Позже американский психоаналитик Томас Огден представляет концепт «аналитического третьего» как третьего участника анализа, интерсубъективно генерируемый опыт аналитической пары. Аналитический третий порождён субъективностями пациента и аналитика, и он порождает сам анализ, поскольку без него не существует и аналитика с пациентом. По мнению Огдена, опыт создаётся в аналитической интерсубъективности, которая снова и снова изменяется под воздействием нового опыта, и порождает новый опыт. Тем не менее, ни де М’Юзан, ни Огден не раскрыли полностью механизм анализа, ограничившись исследованием субъективных связей внутри терапевтической пары.

Нам известно, что ни один, даже самый лучший, самый гениальный аналитик не может повлиять на ход аналитической сессии так, чтобы каждый раз анализанд выходил из кабинета с инсайтом. Инсайт пребывает лишь в возможности, которая может либо реализоваться, либо нет, но ни аналитик, ни анализанд, ни нечто совместное между ними не могут повлиять на ход данного процесса. Они могут лишь обращать внимание на определённые факты, быть внимательными к происходящим вне них самих, как субъектов, процессам, ожидая сложения когда-либо затронутых ими фактов, ситуаций, чувств, схлопывающихся в один прекрасный момент в единое, озарение, неповторимый инсайт. Это и есть момент перехода расщеплённого индивидуального бытия: интеллектуального познания, эмоционального переживания, нравственной деятельности по отдельности к личной инаковости.
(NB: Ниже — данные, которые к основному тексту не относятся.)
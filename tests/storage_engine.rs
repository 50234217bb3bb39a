//! End-to-end tests of the storage engine.

use std::sync::Arc;
use std::thread;

use fleetdb::heap::{DriverProfile, ExpenseCategory, ExpenseRecord, TripRecord, VehicleInfo};
use fleetdb::{EntityKind, Error, StorageEngine, StoreConfig, TableCapacities};
use tempfile::tempdir;
use tracing_subscriber::EnvFilter;

fn init_tracing() {
    let _ = tracing_subscriber::fmt()
        .with_env_filter(EnvFilter::from_default_env())
        .with_test_writer()
        .try_init();
}

fn small_config(dir: &std::path::Path) -> StoreConfig {
    let mut config = StoreConfig::in_dir(dir.join("data"));
    config.capacities = TableCapacities::uniform(64);
    config.primary_cache_pages = 32;
    config.secondary_cache_pages = 8;
    config
}

fn new_driver(engine: &StorageEngine, username: &str) -> DriverProfile {
    let mut p = DriverProfile::new(engine.allocate_id(EntityKind::Profile).unwrap());
    p.username = username.into();
    p.email = format!("{username}@fleet.io");
    p.full_name = username.to_uppercase();
    p
}

#[test]
fn test_driver_vehicle_trip_flow() {
    init_tracing();
    let dir = tempdir().unwrap();
    let engine = StorageEngine::open_or_create(&small_config(dir.path())).unwrap();

    let driver = new_driver(&engine, "maria");
    engine.insert(&driver).unwrap();

    let mut car = VehicleInfo::new(engine.allocate_id(EntityKind::Vehicle).unwrap(), driver.id);
    car.license_plate = "FLT-001".into();
    car.make = "Toyota".into();
    engine.insert(&car).unwrap();

    for start in [1_000u64, 2_000, 3_000] {
        let mut trip = TripRecord::new(
            engine.allocate_id(EntityKind::Trip).unwrap(),
            driver.id,
            car.id,
            start,
        );
        trip.distance = start as f64 / 100.0;
        engine.insert(&trip).unwrap();
    }

    let found = engine.find_vehicle_by_plate("FLT-001").unwrap().unwrap();
    assert_eq!(found.owner_driver_id, driver.id);
    assert_eq!(
        engine.find_profile_by_username("maria").unwrap().map(|p| p.id),
        Some(driver.id)
    );

    let trips = engine.heap().trips_by_driver(driver.id, 10).unwrap();
    assert_eq!(trips.len(), 3);
    let second = engine.get::<TripRecord>(trips[1].id).unwrap().unwrap();
    assert_eq!(second.start_time, 2_000);

    // trips are indexed by (kind, id, start time)
    let offsets = engine
        .indexes()
        .range_query_primary(EntityKind::Trip, second.id, 0, u64::MAX)
        .unwrap();
    assert_eq!(offsets.len(), 1);

    let stats = engine.stats().unwrap();
    assert_eq!(stats.live(EntityKind::Trip), 3);
    assert_eq!(stats.live(EntityKind::Profile), 1);

    for (name, shape) in engine.verify_indexes().unwrap() {
        assert_eq!(shape.leaf_depth, shape.height, "{name}");
    }
}

#[test]
fn test_reopen_keeps_records_indexes_and_ids() {
    let dir = tempdir().unwrap();
    let config = small_config(dir.path());
    let driver_id = {
        let engine = StorageEngine::open_or_create(&config).unwrap();
        let driver = new_driver(&engine, "li");
        engine.insert(&driver).unwrap();
        engine
            .insert(&ExpenseRecord::new(1, driver.id, ExpenseCategory::Parking, 77))
            .unwrap();
        engine.flush().unwrap();
        driver.id
    };

    let engine = StorageEngine::open_or_create(&config).unwrap();
    assert_eq!(engine.indexes().primary_count().unwrap(), 2);
    assert_eq!(
        engine.find_profile_by_email("li@fleet.io").unwrap().map(|p| p.id),
        Some(driver_id)
    );
    assert!(engine.get::<ExpenseRecord>(1).unwrap().is_some());
    // ids are not reused across restarts
    assert!(engine.allocate_id(EntityKind::Profile).unwrap() > driver_id);
    assert!(engine.allocate_id(EntityKind::Expense).unwrap() > 1);
}

#[test]
fn test_concurrent_inserts_through_arc() {
    let dir = tempdir().unwrap();
    let engine = Arc::new(StorageEngine::open_or_create(&small_config(dir.path())).unwrap());

    let handles: Vec<_> = (0..4)
        .map(|t| {
            let engine = Arc::clone(&engine);
            thread::spawn(move || {
                let mut ids = Vec::new();
                for i in 0..10u64 {
                    let id = engine.allocate_id(EntityKind::Trip).unwrap();
                    engine
                        .insert(&TripRecord::new(id, t, 1, t * 1000 + i))
                        .unwrap();
                    ids.push(id);
                }
                ids
            })
        })
        .collect();

    let mut all: Vec<u64> = handles
        .into_iter()
        .flat_map(|h| h.join().unwrap())
        .collect();
    all.sort_unstable();
    all.dedup();
    assert_eq!(all.len(), 40);

    for id in &all {
        assert!(engine.get::<TripRecord>(*id).unwrap().is_some(), "trip {id}");
    }
    assert_eq!(engine.indexes().primary_count().unwrap(), 40);
    assert_eq!(engine.heap().scan::<TripRecord>().unwrap().len(), 40);
}

#[test]
fn test_corrupt_heap_header_is_reported() {
    let dir = tempdir().unwrap();
    let config = small_config(dir.path());
    drop(StorageEngine::open_or_create(&config).unwrap());

    let mut bytes = std::fs::read(&config.database_path).unwrap();
    bytes[30] ^= 0x5A;
    std::fs::write(&config.database_path, bytes).unwrap();

    assert!(matches!(
        StorageEngine::open_or_create(&config),
        Err(Error::CorruptFile(_))
    ));
}

#[test]
fn test_partial_index_directory_fails_open() {
    let dir = tempdir().unwrap();
    let config = small_config(dir.path());
    drop(StorageEngine::open_or_create(&config).unwrap());

    std::fs::remove_file(config.index_dir.join("vehicle_plate.idx")).unwrap();

    match StorageEngine::open_or_create(&config) {
        Err(Error::IndexFailure { index, .. }) => assert_eq!(index, "vehicle_plate"),
        Err(other) => panic!("unexpected error {other}"),
        Ok(_) => panic!("open should fail"),
    }
}

#[test]
fn test_config_file_drives_layout() {
    let dir = tempdir().unwrap();
    let data = dir.path().join("store");
    let config_path = dir.path().join("fleetdb.toml");
    std::fs::write(
        &config_path,
        format!(
            r#"
            database_path = "{db}"
            index_dir = "{idx}"
            secondary_cache_pages = 4

            [capacities]
            profiles = 2
            "#,
            db = data.join("fleet.db").display(),
            idx = data.join("idx").display(),
        ),
    )
    .unwrap();

    let mut config = StoreConfig::load(&config_path).unwrap();
    config.capacities.trips = 8;
    config.capacities.vehicles = 8;
    config.capacities.maintenance = 8;
    config.capacities.expenses = 8;
    config.capacities.documents = 8;
    config.capacities.incidents = 8;
    let engine = StorageEngine::open_or_create(&config).unwrap();

    assert_eq!(engine.heap().table_info(EntityKind::Profile).capacity, 2);
    engine.insert(&new_driver(&engine, "a")).unwrap();
    engine.insert(&new_driver(&engine, "b")).unwrap();
    assert!(matches!(
        engine.insert(&new_driver(&engine, "c")),
        Err(Error::SlotExhausted { kind: EntityKind::Profile, .. })
    ));
    assert!(engine.indexes().dir().ends_with("idx"));
}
«Навязчивое припоминание» Т. Огдена, «странная мысль» М. де М’Юзана перекликаются с философией М. К. Мамардашвили, который говорит о различении терминов «вспоминание» и «воспоминание». «Воспоминание» — некий акт волевого усилия, когда тебя просят, например, вспомнить о чём-то: событиях детства, отношениях, травматических ситуациях. И есть «вспоминание», непроизвольный акт, не являющийся актом нашего знания. Это именно тот позитивный момент, которому рады аналитические терапевты, сталкивающиеся в работе с клиентом с инсайтами или порождением новой цепи «вспоминаний». Вспоминание, которое приходит в голову вне зависимости от нашего усилия и, как правило, не связано рациональностью и прямой причинно-следственной связью с материалом пациента. Оно возникает случайно, непроизвольно во время аналитической сессии или даже за её пределами, когда даже незначительные слова, сопровождающие речь аналитика, интерпретировавшего ситуацию, «откликнулись» и послужили цепочкой для новой значимой мысли. Начинающие психоаналитики знают эту методику под названием «свободные ассоциации».

Итак, механизм инсайта не принадлежит ни аналитику, ни анализанду. Нельзя приписать эту заслугу аналитику как, например, в приведённом случае, случайная, бессознательно брошенная фраза привела анализанда у другой мысли. Нельзя приписать эту заслугу и анализанду, поскольку без присутствия аналитика не случилось бы данной мысли в принципе. Мысль именно «случается», как считал В. В. Бибихин, человек не является владельцем свободной мысли, он не может её держать и не отпускать. По его мнению, мысль можно лишь на мгновение охватить и тут же отпустить на свободу. Аналитик может лишь успеть указать на неё, пребывая в свободном «рассеянном слушании» или применяя строгие феноменологические рассуждения, редуцируя естественную установку. Но оба они совершают усилие, «прыжок» к первоначалу, за пределы имеющегося.